You are currently browsing the daily archive for December 30, 2009.
Here was the first post in this series. Some months back I wondered what this vessel was; only by the time it had sailed a thousand miles southward did I realize it was a dredger, B. E. Lindholm. If only I had gone around the barge here at the east end of Caddell’s . . . . But I was in a hurry that morning. Kenny Wilder took these fantastic dredge fotos for which I am grateful. All my hopper dredger fotos are too far away to demystify the bottom vacuuming business. More Lindholm fotos can be found here.
Great Lakes Dredge & Dock has a hopper dredger in the harbor right now, but my shots are
always too far off. This trailing suction hopper dredger is called Padre Island.
Here’s a GLDD clamshell submerged and probing the topography of the bottom of the bay,
Here’s a hydraulic excavator. The equipment is mammoth.
Deeper, deeper, the task seems herculean and somewhat futile at the same time, except it’s not.
All fotos by Will Van Dorp.
To see how the huge dredger Leiv Eiriksson is put together, click here.
Dredging . . . besides being essential work of the harbor, it reminds me of how my consciousness works: each morning, whatever the hour, when I wake up, my perception is affected by whatever topography of my memory is then exposed. It may be peaks or valleys or even human-created highs and lows. Stuff resolved or not but accepted last week or last year needs to be dealt with again and again. Not that I’m a slow learner, just new perspective brings new doubts, refreshed hopes. Unsettling, pun intended. I suppose this makes a post about dredging an apt end-of/beginning-of year post.
Related to dredging is dealing with the nagging stuff that comes up in many of our consciousnesses as relates to getting along with people. A type of post I’m thinking to add is an advice column. Being on Georgia backroads now with only a quite blank laptop, I have no sixth boro fotos to illustrate, but here’s a an example, which–@!%&*#@–sounds so much like Shakespeare that I’ll just modify this synopsis of Midsummer Night’s Dream. . . except this writing happens to be midwinter.
Sample advice seeker whom I’ll call “December dredgerist” —-
Dear Tugster, My crewmate Mori (married to a lubber Elfin Princess . . . aka EP) feels profoundly attracted to Tori (a lubber), and Tori feels deeply attracted to Luis. EP loves Mori but also–being elfin–has strong attractions and liaisons with a plethora of fairies, sprites, nymphs, mermaids, and sirens, and other magical creatures of the forests, islands, tidepools, hills… all of which is fine with Mori, who understands elfins and their openness about Mori and Tori. There is neither pressure to change anything nor complications that exist, but (I’m writing for Mori) Mori wants to know if you could dig into your experience to help Mori either attract Tori or deal with her lack of attractedness to him without turning into an ass. Many thanks… December dredgerist.

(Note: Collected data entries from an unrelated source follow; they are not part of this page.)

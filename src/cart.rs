//! Cart
//!
//! An ordered collection of cart lines, one per product id. Quantities are
//! capped per product; adding past the cap clamps and reports it so callers
//! can surface a transient notice.

use rusty_money::{Money, MoneyError, iso::Currency};
use thiserror::Error;

use crate::catalog::Product;

/// Maximum quantity a single cart line may hold.
pub const MAX_QTY_PER_PRODUCT: u32 = 5;

/// Errors related to cart mutation.
#[derive(Debug, Error)]
pub enum CartError {
    /// A product's price currency differs from the cart currency.
    #[error("Product {id} has currency {actual}, but cart has currency {expected}")]
    CurrencyMismatch {
        /// Id of the product being added.
        id: String,

        /// Cart currency code.
        expected: &'static str,

        /// The product price's currency code.
        actual: &'static str,
    },
}

/// Errors that can occur while totalling cart lines.
#[derive(Debug, Error, PartialEq)]
pub enum SubtotalError {
    /// A line total exceeded the representable range.
    #[error("Line total for {0} overflowed")]
    Overflow(String),

    /// Wrapped money arithmetic or currency mismatch error.
    #[error(transparent)]
    Money(#[from] MoneyError),
}

/// Outcome of an add-or-increment operation.
#[derive(Debug, Clone, Copy, PartialEq, Eq)]
pub enum AddOutcome {
    /// A new line was created.
    Added {
        /// Whether the requested quantity was clamped to the cap.
        clamped: bool,
    },

    /// An existing line's quantity was increased.
    Incremented {
        /// Whether the resulting quantity was clamped to the cap.
        clamped: bool,
    },
}

impl AddOutcome {
    /// Whether the cap forced a smaller quantity than requested.
    pub fn clamped(self) -> bool {
        match self {
            AddOutcome::Added { clamped } | AddOutcome::Incremented { clamped } => clamped,
        }
    }
}

/// Outcome of a positional line removal.
#[derive(Debug, Clone, Copy, PartialEq, Eq)]
pub enum RemoveOutcome {
    /// The line at the given position was removed.
    Removed,

    /// The index was outside the current cart bounds; nothing changed.
    OutOfRange,
}

/// One aggregated cart entry per product.
///
/// Lines copy the product's id, name, price and eligibility flag at add time;
/// they are not live-linked to the catalog.
#[derive(Debug, Clone)]
pub struct CartLine {
    product_id: String,
    name: String,
    unit_price: Money<'static, Currency>,
    three_for_two: bool,
    quantity: u32,
}

impl CartLine {
    /// Id of the product this line aggregates.
    pub fn product_id(&self) -> &str {
        &self.product_id
    }

    /// Product display name.
    pub fn name(&self) -> &str {
        &self.name
    }

    /// Unit price copied from the catalog at add time.
    pub fn unit_price(&self) -> &Money<'static, Currency> {
        &self.unit_price
    }

    /// Whether the product participates in the 3-for-2 promotion.
    pub fn three_for_two(&self) -> bool {
        self.three_for_two
    }

    /// Quantity on this line, always in `1..=MAX_QTY_PER_PRODUCT`.
    pub fn quantity(&self) -> u32 {
        self.quantity
    }

    /// Price × quantity for this line.
    ///
    /// # Errors
    ///
    /// Returns a [`SubtotalError`] if the multiplication overflows.
    pub fn line_total(&self) -> Result<Money<'static, Currency>, SubtotalError> {
        let minor = self
            .unit_price
            .to_minor_units()
            .checked_mul(i64::from(self.quantity))
            .ok_or_else(|| SubtotalError::Overflow(self.product_id.clone()))?;

        Ok(Money::from_minor(minor, self.unit_price.currency()))
    }
}

/// Cart
#[derive(Debug)]
pub struct Cart {
    lines: Vec<CartLine>,
    currency: &'static Currency,
}

impl Cart {
    /// Create an empty cart for the given currency.
    pub fn new(currency: &'static Currency) -> Self {
        Cart {
            lines: Vec::new(),
            currency,
        }
    }

    /// Add a product to the cart, or increase its existing line.
    ///
    /// The requested quantity is treated as at least 1. An existing line for
    /// the same product id is incremented; either way the resulting quantity
    /// is clamped to [`MAX_QTY_PER_PRODUCT`] and the outcome reports whether
    /// clamping occurred.
    ///
    /// # Errors
    ///
    /// Returns a [`CartError`] if the product's price currency differs from
    /// the cart currency.
    pub fn add_or_increment(
        &mut self,
        product: &Product,
        requested_qty: u32,
    ) -> Result<AddOutcome, CartError> {
        let price_currency = product.price.currency();
        if price_currency != self.currency {
            return Err(CartError::CurrencyMismatch {
                id: product.id.clone(),
                expected: self.currency.iso_alpha_code,
                actual: price_currency.iso_alpha_code,
            });
        }

        let requested_qty = requested_qty.max(1);

        if let Some(line) = self
            .lines
            .iter_mut()
            .find(|line| line.product_id == product.id)
        {
            let desired = line.quantity.saturating_add(requested_qty);
            let clamped = desired > MAX_QTY_PER_PRODUCT;

            line.quantity = desired.min(MAX_QTY_PER_PRODUCT);

            return Ok(AddOutcome::Incremented { clamped });
        }

        let clamped = requested_qty > MAX_QTY_PER_PRODUCT;

        self.lines.push(CartLine {
            product_id: product.id.clone(),
            name: product.name.clone(),
            unit_price: product.price,
            three_for_two: product.three_for_two,
            quantity: requested_qty.min(MAX_QTY_PER_PRODUCT),
        });

        Ok(AddOutcome::Added { clamped })
    }

    /// Remove the line at the given position.
    ///
    /// Indices are positional within the current ordered sequence; removing a
    /// line shifts subsequent indices. An out-of-range index is a no-op.
    pub fn remove_line(&mut self, index: usize) -> RemoveOutcome {
        if index >= self.lines.len() {
            return RemoveOutcome::OutOfRange;
        }

        self.lines.remove(index);

        RemoveOutcome::Removed
    }

    /// Lines in insertion order.
    pub fn lines(&self) -> &[CartLine] {
        &self.lines
    }

    /// Number of lines in the cart.
    pub fn len(&self) -> usize {
        self.lines.len()
    }

    /// Whether the cart holds no lines.
    pub fn is_empty(&self) -> bool {
        self.lines.is_empty()
    }

    /// Currency of the cart.
    pub fn currency(&self) -> &'static Currency {
        self.currency
    }

    /// Sum of price × quantity across all lines, before any discount.
    ///
    /// # Errors
    ///
    /// Returns a [`SubtotalError`] if a line total overflows or money
    /// arithmetic fails.
    pub fn subtotal(&self) -> Result<Money<'static, Currency>, SubtotalError> {
        self.lines.iter().try_fold(
            Money::from_minor(0, self.currency),
            |acc, line| Ok(acc.add(line.line_total()?)?),
        )
    }
}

My response: Dear Decemberist: Tell Mori that change is the only constant, and since I have no control over the elves, sprites, and other magical creatures that make stuff happen in your/my lives, just . . . do what you’re doing–be sweet or salty or neutral according to your custom and … ride out the hurricanes, calms, ebbs, surges. May your anchor hold tight in spring tides as in lows. Dress warmly, and always wear a life jacket.
Lame, maybe? Any advice for either the advice giver or the advice seeker? Much appreciated, and Auspicious 2010! Enjoy the midwinter’s full moon. I’m starting to make my way down the Savannah watershed.
PS: If your advice to me is to call off this column and terminate the personals-dredging, I’ll consider it.